Google vai à mesa de negociação
O Google tem procurado alguns dos maiores estúdios de Hollywood — entre eles Disney, Warner Bros. Discovery e Universal — na tentativa de fechar acordos de licenciamento que permitam treinar seus modelos de IA em conteúdo protegido por direitos autorais, em troca de quantias vultosas. Segundo fontes anônimas ouvidas pelo Los Angeles Times, os executivos da empresa têm apresentado propostas focadas na sua tecnologia de IA, sem acordo oficial firmado até o momento.

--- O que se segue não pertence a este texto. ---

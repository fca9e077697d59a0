use super::*;
use serde_json::json;

fn next_event_fixture() -> Value {
    json!({
        "id": "401548412",
        "name": "Dallas Cowboys at Arizona Cardinals",
        "shortName": "DAL @ ARI",
        "date": "2026-09-13T20:25Z",
        "season": {"displayName": "2026 Regular Season"},
        "week": {"text": "Week 2"},
        "competitions": [{
            "competitors": [
                {
                    "team": {"id": "22", "displayName": "Arizona Cardinals", "nickname": "Cardinals", "location": "Arizona", "abbreviation": "ARI"},
                    "homeAway": "home",
                    "curatedRank": {"current": 14}
                },
                {
                    "team": {"id": "6", "displayName": "Dallas Cowboys", "nickname": "Cowboys", "location": "Dallas", "abbreviation": "DAL"},
                    "homeAway": "away",
                    "curatedRank": {"current": 9}
                }
            ],
            "venue": {"fullName": "State Farm Stadium", "address": {"city": "Glendale", "state": "AZ", "country": "USA"}},
            "broadcasts": [
                {"media": {"shortName": "FOX", "name": "Fox Sports"}},
                {"media": {"shortName": "FOX"}},
                {"media": {"name": "ESPN Radio"}}
            ],
            "tickets": [
                {"summary": "Tickets as low as $85", "startingPrice": 85.0},
                {"summary": "ignored", "startingPrice": 300.0}
            ],
            "status": {
                "detail": "Sun, September 13th at 1:25 PM MST",
                "shortDetail": "9/13 - 1:25 PM MST",
                "type": {"detail": "Scheduled for 9/13", "shortDetail": "9/13"}
            }
        }]
    })
}

#[test]
fn test_normalize_next_event_full() {
    let event = normalize_next_event(&next_event_fixture(), Some("22")).unwrap();
    assert_eq!(event.id, "401548412");
    assert_eq!(event.short_name.as_deref(), Some("DAL @ ARI"));
    assert_eq!(event.opponent_name.as_deref(), Some("Dallas Cowboys"));
    assert_eq!(event.opponent_abbreviation.as_deref(), Some("DAL"));
    assert_eq!(event.opponent_rank, Some(9.0));
    assert_eq!(event.is_home, Some(true));
    assert_eq!(event.venue_name.as_deref(), Some("State Farm Stadium"));
    assert_eq!(event.venue_city.as_deref(), Some("Glendale"));
    assert_eq!(event.season_text.as_deref(), Some("2026 Regular Season"));
    assert_eq!(event.week_text.as_deref(), Some("Week 2"));
}

#[test]
fn test_broadcasts_deduplicated_in_order() {
    let event = normalize_next_event(&next_event_fixture(), Some("22")).unwrap();
    assert_eq!(event.broadcasts, vec!["FOX", "ESPN Radio"]);
}

#[test]
fn test_first_ticket_wins() {
    let event = normalize_next_event(&next_event_fixture(), Some("22")).unwrap();
    assert_eq!(event.ticket_summary.as_deref(), Some("Tickets as low as $85"));
    assert_eq!(event.ticket_starting_price, Some(85.0));
}

#[test]
fn test_status_type_object_overrides_detail() {
    let event = normalize_next_event(&next_event_fixture(), Some("22")).unwrap();
    assert_eq!(event.status_detail.as_deref(), Some("Scheduled for 9/13"));
    assert_eq!(event.status_short_detail.as_deref(), Some("9/13"));
}

#[test]
fn test_status_without_type_object() {
    let raw = json!({
        "id": "1",
        "competitions": [{
            "status": {"detail": "Final", "shortDetail": "F"}
        }]
    });
    let event = normalize_next_event(&raw, None).unwrap();
    assert_eq!(event.status_detail.as_deref(), Some("Final"));
    assert_eq!(event.status_short_detail.as_deref(), Some("F"));
}

#[test]
fn test_missing_id_invalidates_event() {
    assert!(normalize_next_event(&json!({"name": "No Id"}), None).is_none());
    assert!(normalize_next_event(&json!(42), None).is_none());
}

#[test]
fn test_event_without_competitions_still_valid() {
    let event = normalize_next_event(&json!({"id": "9", "name": "TBD"}), None).unwrap();
    assert_eq!(event.id, "9");
    assert!(event.opponent_name.is_none());
    assert!(event.is_home.is_none());
    assert!(event.broadcasts.is_empty());
}

#[test]
fn test_is_home_inferred_from_opponent_when_ours_missing() {
    // Our competitor entry is absent; the opponent being home makes us away.
    let raw = json!({
        "id": "2",
        "competitions": [{
            "competitors": [
                {"team": {"id": "6", "displayName": "Dallas Cowboys"}, "homeAway": "home"}
            ]
        }]
    });
    let event = normalize_next_event(&raw, Some("22")).unwrap();
    assert_eq!(event.is_home, Some(false));
}

#[test]
fn test_is_home_unknown_when_nobody_says() {
    let raw = json!({
        "id": "3",
        "competitions": [{
            "competitors": [{"team": {"id": "6", "displayName": "Dallas Cowboys"}}]
        }]
    });
    let event = normalize_next_event(&raw, Some("22")).unwrap();
    assert!(event.is_home.is_none());
}

#[test]
fn test_opponent_name_fallback_chain() {
    let raw = json!({
        "id": "4",
        "competitions": [{
            "competitors": [
                {"team": {"id": "6", "nickname": "Cowboys", "location": "Dallas"}}
            ]
        }]
    });
    let event = normalize_next_event(&raw, Some("22")).unwrap();
    assert_eq!(event.opponent_name.as_deref(), Some("Cowboys"));

    let location_only = json!({
        "id": "5",
        "competitions": [{
            "competitors": [{"team": {"id": "6", "location": "Dallas"}}]
        }]
    });
    let event = normalize_next_event(&location_only, Some("22")).unwrap();
    assert_eq!(event.opponent_name.as_deref(), Some("Dallas"));
}

#[test]
fn test_schedule_event_week_number_backfill() {
    let raw = json!({
        "id": "6",
        "week": {"number": 4},
        "seasonType": {"name": "Regular Season"},
        "competitions": [{
            "broadcasts": [{"names": ["CBS", "CBS", "Westwood One"]}]
        }]
    });
    let event = normalize_schedule_event(&raw, Some("22")).unwrap();
    assert_eq!(event.week_text.as_deref(), Some("Week 4"));
    assert_eq!(event.season_text.as_deref(), Some("Regular Season"));
    assert_eq!(event.broadcasts, vec!["CBS", "Westwood One"]);
}

#[test]
fn test_first_schedule_event_skips_invalid_entries() {
    let payload = json!({
        "events": [
            {"name": "corrupt, no id"},
            {"id": "401", "name": "Valid Game"}
        ]
    });
    let event = first_schedule_event(&payload, None).unwrap();
    assert_eq!(event.id, "401");

    assert!(first_schedule_event(&json!({}), None).is_none());
    assert!(first_schedule_event(&json!({"events": "nope"}), None).is_none());
}
use super::*;
use serde_json::json;

fn full_athlete() -> Value {
    json!({
        "id": 4241479,
        "uid": "s:20~l:28~a:4241479",
        "guid": "abcd-1234",
        "slug": "pat-example",
        "type": "football",
        "displayName": "Pat Example",
        "fullName": "Patrick Example",
        "firstName": "Patrick",
        "lastName": "Example",
        "shortName": "P. Example",
        "jersey": "12",
        "position": {"displayName": "Quarterback", "abbreviation": "QB", "name": "Quarterback", "id": "8"},
        "experience": {"displayValue": "5th Season", "abbreviation": "5th", "years": 5},
        "displayHeight": "6' 2\"",
        "displayWeight": "210 lbs",
        "birthPlace": {"city": "Austin", "state": "TX", "country": "USA"},
        "birthCountry": {"name": "United States", "abbreviation": "USA"},
        "flag": {"href": "https://a.espncdn.com/flags/usa.png", "alt": "USA"},
        "status": {"name": "Active", "type": "active", "abbreviation": "A"},
        "active": true,
        "injuries": [
            {"id": "900", "type": "Hamstring", "status": "Questionable", "description": "Hamstring strain", "date": "2026-08-01T12:00Z"}
        ]
    })
}

#[test]
fn test_normalize_player_full_record() {
    let player = normalize_player(&full_athlete()).unwrap();
    assert_eq!(player.id, "4241479");
    assert_eq!(player.display_name, "Pat Example");
    assert_eq!(player.jersey, "12");
    assert_eq!(player.position, "Quarterback");
    assert_eq!(player.position_abbreviation.as_deref(), Some("QB"));
    assert_eq!(player.experience, "5th Season");
    assert_eq!(player.experience_years, Some(5.0));
    assert_eq!(player.height, "6' 2\"");
    assert_eq!(player.weight, "210 lbs");
    assert_eq!(player.hometown, "Austin, TX");
    assert_eq!(player.status, "Active");
    assert!(player.is_active);
    assert_eq!(player.injuries.len(), 1);
    assert_eq!(player.injuries[0].status.as_deref(), Some("Questionable"));
}

#[test]
fn test_normalize_player_numeric_id_is_stringified() {
    let player = normalize_player(&json!({"id": 77, "displayName": "N"})).unwrap();
    assert_eq!(player.id, "77");
}

#[test]
fn test_normalize_player_missing_id_is_dropped() {
    assert!(normalize_player(&json!({"displayName": "No Id"})).is_none());
    assert!(normalize_player(&json!({"id": "  ", "displayName": "Blank Id"})).is_none());
}

#[test]
fn test_normalize_player_missing_display_name_is_dropped() {
    assert!(normalize_player(&json!({"id": "1"})).is_none());
    assert!(normalize_player(&json!({"id": "1", "displayName": ""})).is_none());
}

#[test]
fn test_normalize_player_full_name_backfills_display_name() {
    let player = normalize_player(&json!({"id": "1", "fullName": "Backup Name"})).unwrap();
    assert_eq!(player.display_name, "Backup Name");
}

#[test]
fn test_normalize_player_non_object_is_dropped() {
    assert!(normalize_player(&json!("athlete")).is_none());
    assert!(normalize_player(&json!(null)).is_none());
}

#[test]
fn test_dash_defaults_for_missing_display_fields() {
    let player = normalize_player(&json!({"id": "1", "displayName": "Sparse"})).unwrap();
    assert_eq!(player.jersey, "—");
    assert_eq!(player.position, "—");
    assert_eq!(player.experience, "—");
    assert_eq!(player.height, "—");
    assert_eq!(player.weight, "—");
    assert_eq!(player.hometown, "—");
    assert_eq!(player.status, "—");
    assert!(player.position_abbreviation.is_none());
}

#[test]
fn test_hometown_uses_country_when_state_missing() {
    let player = normalize_player(&json!({
        "id": "1",
        "displayName": "Abroad",
        "birthPlace": {"city": "London", "country": "England"}
    }))
    .unwrap();
    assert_eq!(player.hometown, "London, England");
}

#[test]
fn test_hometown_single_part() {
    let player = normalize_player(&json!({
        "id": "1",
        "displayName": "Stateless",
        "birthPlace": {"state": "TX"}
    }))
    .unwrap();
    assert_eq!(player.hometown, "TX");
}

#[test]
fn test_birth_country_falls_back_to_country_object() {
    let player = normalize_player(&json!({
        "id": "1",
        "displayName": "Intl",
        "birthCountry": {"name": "Ghana", "abbreviation": "GHA"}
    }))
    .unwrap();
    assert_eq!(player.birth_country.as_deref(), Some("Ghana"));
    assert_eq!(player.birth_country_abbreviation.as_deref(), Some("GHA"));
}

#[test]
fn test_is_active_inferred_from_status_type() {
    // no explicit `active` flag; status type decides, case-insensitively
    let player = normalize_player(&json!({
        "id": "1",
        "displayName": "Implicit",
        "status": {"type": "Active"}
    }))
    .unwrap();
    assert!(player.is_active);

    let benched = normalize_player(&json!({
        "id": "2",
        "displayName": "Out",
        "status": {"type": "injured"}
    }))
    .unwrap();
    assert!(!benched.is_active);
}

#[test]
fn test_explicit_active_flag_wins_over_status_type() {
    let player = normalize_player(&json!({
        "id": "1",
        "displayName": "Flagged",
        "active": false,
        "status": {"type": "active"}
    }))
    .unwrap();
    assert!(!player.is_active);
}

#[test]
fn test_normalize_injury_object_status_priority() {
    let injury = normalize_injury(&json!({
        "status": {"detail": "Out 4 weeks", "name": "Out"}
    }))
    .unwrap();
    assert_eq!(injury.status.as_deref(), Some("Out 4 weeks"));

    let described = normalize_injury(&json!({
        "status": {"description": "Day to day", "detail": "ignored"}
    }))
    .unwrap();
    assert_eq!(described.status.as_deref(), Some("Day to day"));

    let named = normalize_injury(&json!({"status": {"name": "Out"}})).unwrap();
    assert_eq!(named.status.as_deref(), Some("Out"));
}

#[test]
fn test_normalize_injury_all_null_is_dropped() {
    let raw = json!({"description": "", "type": null, "status": null, "date": null, "id": null});
    assert!(normalize_injury(&raw).is_none());
    assert!(normalize_injury(&json!({})).is_none());
    assert!(normalize_injury(&json!("injury")).is_none());
}

#[test]
fn test_normalize_injury_single_field_survives() {
    let injury = normalize_injury(&json!({"date": "2026-01-01"})).unwrap();
    assert_eq!(injury.date.as_deref(), Some("2026-01-01"));
    assert!(injury.id.is_none());
}

#[test]
fn test_malformed_injuries_list_degrades_to_empty() {
    let player = normalize_player(&json!({
        "id": "1",
        "displayName": "Healthy",
        "injuries": "none"
    }))
    .unwrap();
    assert!(player.injuries.is_empty());
}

Quanto custa um personagem
De acordo com o LA Times, o Google poderia pagar a um estúdio como Disney/Pixar cerca de US$ 40 milhões apenas pelos direitos de gerar conteúdo com um único personagem protegido. O valor total poderia chegar a bilhões conforme o número de personagens incluídos — e os estúdios ainda poderiam assegurar uma fatia da receita publicitária gerada por conteúdo de IA com aquela propriedade intelectual em plataformas como o YouTube.
O jogo de dois lados
Para o Google, o custo seria alto, mas valeria como ferramenta estratégica na corrida pela liderança em IA. Um Gemini capaz de gerar imagens “aprovadas pela Disney” de Darth Vader ou Branca de Neve não parece significativo à primeira vista — mas é exatamente esse tipo de experiência que pode aproximar o público comum, não técnico, da IA generativa. Depois de anos ouvindo promessas de disrupção e corte de empregos, o sentimento público sobre a tecnologia — sobretudo entre os jovens — virou negativo, e associações com marcas queridas do entretenimento têm potencial de reverter parte dessa percepção.

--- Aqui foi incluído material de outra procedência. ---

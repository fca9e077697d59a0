//! Error types for the ESPN roster CLI

use thiserror::Error;

pub type Result<T> = std::result::Result<T, RosterError>;

#[derive(Error, Debug)]
pub enum RosterError {
    #[error("HTTP request failed: {0}")]
    Http(#[from] reqwest::Error),

    #[error("JSON parsing failed: {0}")]
    Json(#[from] serde_json::Error),

    #[error("IO error: {0}")]
    Io(#[from] std::io::Error),

    #[error("Team ID not provided and {env_var} environment variable not set")]
    MissingTeamId { env_var: String },

    #[error("Invalid sort key: {key} (expected jersey, name, position, experience, height, weight, or hometown)")]
    InvalidSortKey { key: String },

    #[error("Invalid team ID: {value:?}")]
    InvalidTeamId { value: String },

    #[error("Cache error: {message}")]
    Cache { message: String },

    #[error("ESPN API returned no team data and no cached snapshot exists; try again")]
    NoData,
}

#[cfg(test)]
mod tests {
    use super::*;

    #[test]
    fn test_missing_team_id_message_names_env_var() {
        let err = RosterError::MissingTeamId {
            env_var: "ESPN_ROSTER_TEAM_ID".to_string(),
        };
        assert!(err.to_string().contains("ESPN_ROSTER_TEAM_ID"));
    }

    #[test]
    fn test_json_error_conversion() {
        let bad = serde_json::from_str::<serde_json::Value>("{not json");
        let err: RosterError = bad.unwrap_err().into();
        assert!(matches!(err, RosterError::Json(_)));
        assert!(err.to_string().contains("JSON parsing failed"));
    }

    #[test]
    fn test_io_error_conversion() {
        let io = std::io::Error::new(std::io::ErrorKind::NotFound, "gone");
        let err: RosterError = io.into();
        assert!(matches!(err, RosterError::Io(_)));
    }

    #[test]
    fn test_no_data_is_retryable_wording() {
        assert!(RosterError::NoData.to_string().contains("try again"));
    }
}
//! Pure computation over the normalized roster: ordering and search.

pub mod compare;
pub mod search;

pub use compare::compare_players;
pub use search::filter_and_sort;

Já para os estúdios, o risco é mais ambíguo. Um acordo traria alívio financeiro imediato, mas também pode corroer o valor da propriedade intelectual no longo prazo e alimentar a percepção de que a indústria do entretenimento se rendeu à IA — deixando o público ressentido.

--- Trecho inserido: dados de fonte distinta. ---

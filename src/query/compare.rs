use std::cmp::Ordering;

use crate::cli::types::{SortConfig, SortDirection, SortKey};
use crate::core::json::{parse_embedded_int, parse_feet_inches};
use crate::espn::types::Player;


/// Total order over players for one sort key and direction.
///
/// Jersey, height, and weight compare numerically after parsing their
/// display strings. A side that fails to parse sorts after every side that
/// parses, in both directions — unknown values stay at the end of the list
/// rather than jumping to the top of a descending sort. All other
/// comparisons flip with the direction.
///
/// Never panics: every fallback bottoms out at the (required, non-empty)
/// display name.
pub fn compare_players(a: &Player, b: &Player, config: &SortConfig) -> Ordering {
    match config.key {
        SortKey::Jersey => numeric_order(a, b, config.direction, |p| parse_jersey(&p.jersey)),
        SortKey::Weight => {
            numeric_order(a, b, config.direction, |p| parse_embedded_int(&p.weight))
        }
        SortKey::Height => {
            numeric_order(a, b, config.direction, |p| parse_feet_inches(&p.height))
        }
        key => directed(string_order(a, b, key), config.direction),
    }
}

/// Jersey numbers compare by a strict parse of the whole trimmed string, so
/// `"00"` is 0 but `"12a"` (or the dash placeholder) is unparseable.
fn parse_jersey(jersey: &str) -> Option<i64> {
    jersey.trim().parse().ok()
}

fn directed(ord: Ordering, direction: SortDirection) -> Ordering {
    match direction {
        SortDirection::Ascending => ord,
        SortDirection::Descending => ord.reverse(),
    }
}

fn name_order(a: &Player, b: &Player) -> Ordering {
    ci_compare(&a.display_name, &b.display_name)
}

fn ci_compare(a: &str, b: &str) -> Ordering {
    a.to_lowercase().cmp(&b.to_lowercase())
}

fn numeric_order(
    a: &Player,
    b: &Player,
    direction: SortDirection,
    parse: impl Fn(&Player) -> Option<i64>,
) -> Ordering {
    match (parse(a), parse(b)) {
        (Some(x), Some(y)) => match x.cmp(&y) {
            Ordering::Equal => directed(name_order(a, b), direction),
            ord => directed(ord, direction),
        },
        // Unparseable sorts last no matter the direction.
        (Some(_), None) => Ordering::Less,
        (None, Some(_)) => Ordering::Greater,
        (None, None) => directed(name_order(a, b), direction),
    }
}

fn string_order(a: &Player, b: &Player, key: SortKey) -> Ordering {
    let (x, y) = match key {
        SortKey::Name => (&a.display_name, &b.display_name),
        SortKey::Position => (&a.position, &b.position),
        SortKey::Experience => (&a.experience, &b.experience),
        SortKey::Hometown => (&a.hometown, &b.hometown),
        // numeric keys never reach here
        SortKey::Jersey | SortKey::Height | SortKey::Weight => {
            (&a.display_name, &b.display_name)
        }
    };
    // displayName re-breaks ties even when it was the primary field; the
    // double comparison is idempotent.
    ci_compare(x, y).then_with(|| name_order(a, b))
}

Por que isso importa agora
Este é o próximo capítulo da disputa entre grandes empresas de tecnologia e detentores de direitos autorais, agora com valores concretos sobre a mesa. A definição desses acordos vai influenciar diretamente o preço do licenciamento de conteúdo para treinamento de IA e o desenho de modelos de receita compartilhada — tema central para o debate regulatório sobre direito autoral e IA generativa em todo o mundo, inclusive no Brasil.